_Data shown_
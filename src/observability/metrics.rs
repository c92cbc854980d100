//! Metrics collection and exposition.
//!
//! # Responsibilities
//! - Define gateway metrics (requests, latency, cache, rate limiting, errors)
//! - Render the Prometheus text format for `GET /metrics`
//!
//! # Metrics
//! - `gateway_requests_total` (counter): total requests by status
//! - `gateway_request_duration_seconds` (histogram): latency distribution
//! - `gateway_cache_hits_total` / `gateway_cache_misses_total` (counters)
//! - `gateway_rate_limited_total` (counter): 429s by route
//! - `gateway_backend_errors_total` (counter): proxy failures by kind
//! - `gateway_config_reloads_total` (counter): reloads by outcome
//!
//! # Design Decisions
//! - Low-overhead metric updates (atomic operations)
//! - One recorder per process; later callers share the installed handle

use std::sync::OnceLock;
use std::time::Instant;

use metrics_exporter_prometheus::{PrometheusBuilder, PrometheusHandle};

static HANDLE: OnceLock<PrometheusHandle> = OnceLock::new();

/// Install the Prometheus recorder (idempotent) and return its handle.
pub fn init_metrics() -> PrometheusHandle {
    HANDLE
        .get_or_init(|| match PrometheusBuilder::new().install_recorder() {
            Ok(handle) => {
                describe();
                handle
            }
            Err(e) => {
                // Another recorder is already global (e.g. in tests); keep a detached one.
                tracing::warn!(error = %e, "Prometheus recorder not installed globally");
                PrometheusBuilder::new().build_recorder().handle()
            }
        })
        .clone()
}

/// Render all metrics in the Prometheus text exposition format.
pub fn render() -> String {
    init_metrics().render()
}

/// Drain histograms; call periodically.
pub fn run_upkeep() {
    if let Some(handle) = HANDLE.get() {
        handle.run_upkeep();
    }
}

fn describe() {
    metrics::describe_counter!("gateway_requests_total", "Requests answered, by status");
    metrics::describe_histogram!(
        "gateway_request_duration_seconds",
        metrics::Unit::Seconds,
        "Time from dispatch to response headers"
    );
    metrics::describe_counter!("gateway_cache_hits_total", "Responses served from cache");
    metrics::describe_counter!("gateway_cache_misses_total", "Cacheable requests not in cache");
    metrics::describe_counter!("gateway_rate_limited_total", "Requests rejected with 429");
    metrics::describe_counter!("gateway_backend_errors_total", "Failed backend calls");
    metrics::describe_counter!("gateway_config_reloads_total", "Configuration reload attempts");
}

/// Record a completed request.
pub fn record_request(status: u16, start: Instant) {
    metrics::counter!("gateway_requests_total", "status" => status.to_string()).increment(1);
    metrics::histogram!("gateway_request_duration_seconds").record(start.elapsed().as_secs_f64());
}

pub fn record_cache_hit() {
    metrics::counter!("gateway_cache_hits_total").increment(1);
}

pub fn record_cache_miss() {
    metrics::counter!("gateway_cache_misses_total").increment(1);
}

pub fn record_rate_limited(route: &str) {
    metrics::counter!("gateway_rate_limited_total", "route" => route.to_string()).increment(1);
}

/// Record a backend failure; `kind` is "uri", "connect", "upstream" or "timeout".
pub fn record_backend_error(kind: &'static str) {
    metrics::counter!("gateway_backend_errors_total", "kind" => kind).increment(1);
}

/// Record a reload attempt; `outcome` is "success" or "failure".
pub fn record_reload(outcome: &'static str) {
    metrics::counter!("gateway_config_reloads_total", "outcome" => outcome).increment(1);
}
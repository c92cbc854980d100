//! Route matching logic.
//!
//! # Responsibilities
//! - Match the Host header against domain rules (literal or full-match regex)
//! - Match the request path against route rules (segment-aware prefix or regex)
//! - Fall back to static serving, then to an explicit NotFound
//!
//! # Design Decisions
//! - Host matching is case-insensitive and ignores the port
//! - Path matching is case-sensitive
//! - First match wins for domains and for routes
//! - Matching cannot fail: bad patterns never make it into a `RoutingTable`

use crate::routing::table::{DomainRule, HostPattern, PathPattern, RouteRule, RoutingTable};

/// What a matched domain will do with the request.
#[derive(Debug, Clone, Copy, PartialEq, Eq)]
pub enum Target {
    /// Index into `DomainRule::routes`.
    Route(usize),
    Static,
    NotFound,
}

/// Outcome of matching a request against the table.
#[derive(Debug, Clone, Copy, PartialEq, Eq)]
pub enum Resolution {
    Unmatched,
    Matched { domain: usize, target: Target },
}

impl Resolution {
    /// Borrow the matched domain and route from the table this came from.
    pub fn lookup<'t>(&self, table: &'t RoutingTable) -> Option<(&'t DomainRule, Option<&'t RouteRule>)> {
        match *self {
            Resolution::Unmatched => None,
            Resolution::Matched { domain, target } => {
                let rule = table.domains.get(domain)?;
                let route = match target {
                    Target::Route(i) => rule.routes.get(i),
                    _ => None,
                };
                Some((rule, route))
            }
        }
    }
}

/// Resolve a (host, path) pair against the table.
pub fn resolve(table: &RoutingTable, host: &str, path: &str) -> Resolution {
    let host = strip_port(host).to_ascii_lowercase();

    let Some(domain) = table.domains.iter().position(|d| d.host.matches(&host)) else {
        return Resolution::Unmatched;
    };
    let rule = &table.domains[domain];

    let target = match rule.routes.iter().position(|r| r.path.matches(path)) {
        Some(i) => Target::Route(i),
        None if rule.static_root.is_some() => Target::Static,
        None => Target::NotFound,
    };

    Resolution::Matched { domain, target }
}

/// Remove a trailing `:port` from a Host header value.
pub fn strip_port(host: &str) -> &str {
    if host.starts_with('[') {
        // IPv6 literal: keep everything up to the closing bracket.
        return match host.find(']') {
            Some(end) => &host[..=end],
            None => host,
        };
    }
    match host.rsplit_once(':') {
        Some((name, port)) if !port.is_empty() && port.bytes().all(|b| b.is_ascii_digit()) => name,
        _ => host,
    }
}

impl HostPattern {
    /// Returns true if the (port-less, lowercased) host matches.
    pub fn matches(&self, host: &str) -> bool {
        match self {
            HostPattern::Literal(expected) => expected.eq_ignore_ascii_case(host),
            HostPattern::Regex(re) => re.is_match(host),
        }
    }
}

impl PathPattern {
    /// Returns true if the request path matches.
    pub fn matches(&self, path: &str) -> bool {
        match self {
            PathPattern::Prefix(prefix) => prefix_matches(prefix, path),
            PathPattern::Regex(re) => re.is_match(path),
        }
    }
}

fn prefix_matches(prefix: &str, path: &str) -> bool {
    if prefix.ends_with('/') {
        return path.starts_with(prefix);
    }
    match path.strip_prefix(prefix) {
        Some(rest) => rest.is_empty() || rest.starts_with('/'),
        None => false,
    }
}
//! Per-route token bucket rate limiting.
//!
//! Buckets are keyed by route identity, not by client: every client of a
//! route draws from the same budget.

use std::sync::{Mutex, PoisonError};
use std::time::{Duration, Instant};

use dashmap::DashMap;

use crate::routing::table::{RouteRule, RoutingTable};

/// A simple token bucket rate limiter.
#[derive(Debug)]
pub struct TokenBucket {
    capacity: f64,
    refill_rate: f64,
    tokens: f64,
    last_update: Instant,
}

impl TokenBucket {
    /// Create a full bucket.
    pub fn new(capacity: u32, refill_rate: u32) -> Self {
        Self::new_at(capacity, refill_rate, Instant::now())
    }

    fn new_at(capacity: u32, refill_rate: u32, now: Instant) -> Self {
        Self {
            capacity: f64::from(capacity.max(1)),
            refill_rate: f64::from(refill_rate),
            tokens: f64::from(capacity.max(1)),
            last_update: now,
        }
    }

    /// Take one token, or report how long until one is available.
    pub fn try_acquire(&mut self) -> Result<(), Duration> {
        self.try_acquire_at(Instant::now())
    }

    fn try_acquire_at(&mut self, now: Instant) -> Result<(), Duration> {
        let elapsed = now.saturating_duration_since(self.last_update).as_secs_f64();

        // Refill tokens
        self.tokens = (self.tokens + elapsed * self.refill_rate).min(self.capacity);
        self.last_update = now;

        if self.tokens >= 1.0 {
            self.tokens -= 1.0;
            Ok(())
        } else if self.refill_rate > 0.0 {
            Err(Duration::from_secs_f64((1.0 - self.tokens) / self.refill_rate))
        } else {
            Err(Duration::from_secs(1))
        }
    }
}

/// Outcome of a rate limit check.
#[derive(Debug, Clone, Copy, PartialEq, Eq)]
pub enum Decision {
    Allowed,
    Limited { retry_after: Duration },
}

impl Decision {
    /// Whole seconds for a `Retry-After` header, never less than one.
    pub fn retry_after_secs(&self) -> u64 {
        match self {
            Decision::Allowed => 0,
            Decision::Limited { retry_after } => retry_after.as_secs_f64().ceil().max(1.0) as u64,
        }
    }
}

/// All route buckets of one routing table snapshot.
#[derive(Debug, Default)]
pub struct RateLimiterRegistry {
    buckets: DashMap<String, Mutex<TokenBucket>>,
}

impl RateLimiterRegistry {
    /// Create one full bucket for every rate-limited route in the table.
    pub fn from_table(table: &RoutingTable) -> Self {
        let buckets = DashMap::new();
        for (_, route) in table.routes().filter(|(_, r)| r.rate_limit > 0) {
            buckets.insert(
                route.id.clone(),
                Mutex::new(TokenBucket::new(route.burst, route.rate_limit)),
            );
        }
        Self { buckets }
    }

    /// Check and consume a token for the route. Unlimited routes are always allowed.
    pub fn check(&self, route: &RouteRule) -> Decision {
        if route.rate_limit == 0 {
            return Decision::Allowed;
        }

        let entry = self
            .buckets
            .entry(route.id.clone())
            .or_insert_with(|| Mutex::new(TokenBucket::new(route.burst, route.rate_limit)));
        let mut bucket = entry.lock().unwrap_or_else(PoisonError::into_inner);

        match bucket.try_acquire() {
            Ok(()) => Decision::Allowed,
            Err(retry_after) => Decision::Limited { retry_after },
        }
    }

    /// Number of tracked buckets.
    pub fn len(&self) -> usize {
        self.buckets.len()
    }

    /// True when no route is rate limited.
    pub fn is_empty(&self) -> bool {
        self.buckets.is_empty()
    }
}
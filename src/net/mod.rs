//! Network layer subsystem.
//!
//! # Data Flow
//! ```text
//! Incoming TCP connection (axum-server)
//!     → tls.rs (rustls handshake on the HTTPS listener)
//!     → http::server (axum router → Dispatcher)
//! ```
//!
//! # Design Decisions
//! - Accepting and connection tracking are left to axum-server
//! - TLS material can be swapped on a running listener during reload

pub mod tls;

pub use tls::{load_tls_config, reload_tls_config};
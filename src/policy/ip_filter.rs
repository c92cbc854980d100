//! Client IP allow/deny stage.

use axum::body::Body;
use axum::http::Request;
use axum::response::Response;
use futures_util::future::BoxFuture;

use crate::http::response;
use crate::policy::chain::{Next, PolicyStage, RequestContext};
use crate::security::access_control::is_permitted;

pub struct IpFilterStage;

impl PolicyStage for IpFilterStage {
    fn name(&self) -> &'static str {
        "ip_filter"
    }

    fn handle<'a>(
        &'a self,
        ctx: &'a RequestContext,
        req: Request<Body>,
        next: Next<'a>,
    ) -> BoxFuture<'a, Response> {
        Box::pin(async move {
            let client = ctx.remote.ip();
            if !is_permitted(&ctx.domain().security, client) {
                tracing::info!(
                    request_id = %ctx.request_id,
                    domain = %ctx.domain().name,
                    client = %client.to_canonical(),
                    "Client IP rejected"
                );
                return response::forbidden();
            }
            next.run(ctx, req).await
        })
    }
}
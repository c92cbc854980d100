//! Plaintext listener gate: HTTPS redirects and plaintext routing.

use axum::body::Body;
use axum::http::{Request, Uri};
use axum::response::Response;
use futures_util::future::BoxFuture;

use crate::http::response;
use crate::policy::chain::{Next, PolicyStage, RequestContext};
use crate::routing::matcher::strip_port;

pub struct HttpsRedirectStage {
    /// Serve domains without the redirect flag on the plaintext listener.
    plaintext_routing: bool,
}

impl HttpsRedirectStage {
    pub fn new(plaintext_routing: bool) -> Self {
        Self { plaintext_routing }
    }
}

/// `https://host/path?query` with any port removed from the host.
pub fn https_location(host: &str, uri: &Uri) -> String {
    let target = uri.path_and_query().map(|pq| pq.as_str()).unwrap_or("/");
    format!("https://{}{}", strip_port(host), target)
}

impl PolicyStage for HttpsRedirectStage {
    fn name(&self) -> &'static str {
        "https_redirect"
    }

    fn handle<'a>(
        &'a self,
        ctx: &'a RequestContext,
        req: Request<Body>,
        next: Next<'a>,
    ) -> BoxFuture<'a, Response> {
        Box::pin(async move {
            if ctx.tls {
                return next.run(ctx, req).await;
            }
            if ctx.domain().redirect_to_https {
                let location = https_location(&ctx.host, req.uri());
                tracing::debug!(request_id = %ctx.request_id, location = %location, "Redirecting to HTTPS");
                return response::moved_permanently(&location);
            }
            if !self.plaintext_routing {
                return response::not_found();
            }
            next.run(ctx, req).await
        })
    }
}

_Task instructions_
After locating the line that holds "tracing::debug!(request_id = %ctx.request_id, location", print it and each line after it through the end of the data, exactly as it stands.

_Result of this exercise_
                tracing::debug!(request_id = %ctx.request_id, location = %location, "Redirecting to HTTPS");
                return response::moved_permanently(&location);
            }
            if !self.plaintext_routing {
                return response::not_found();
            }
            next.run(ctx, req).await
        })
    }
}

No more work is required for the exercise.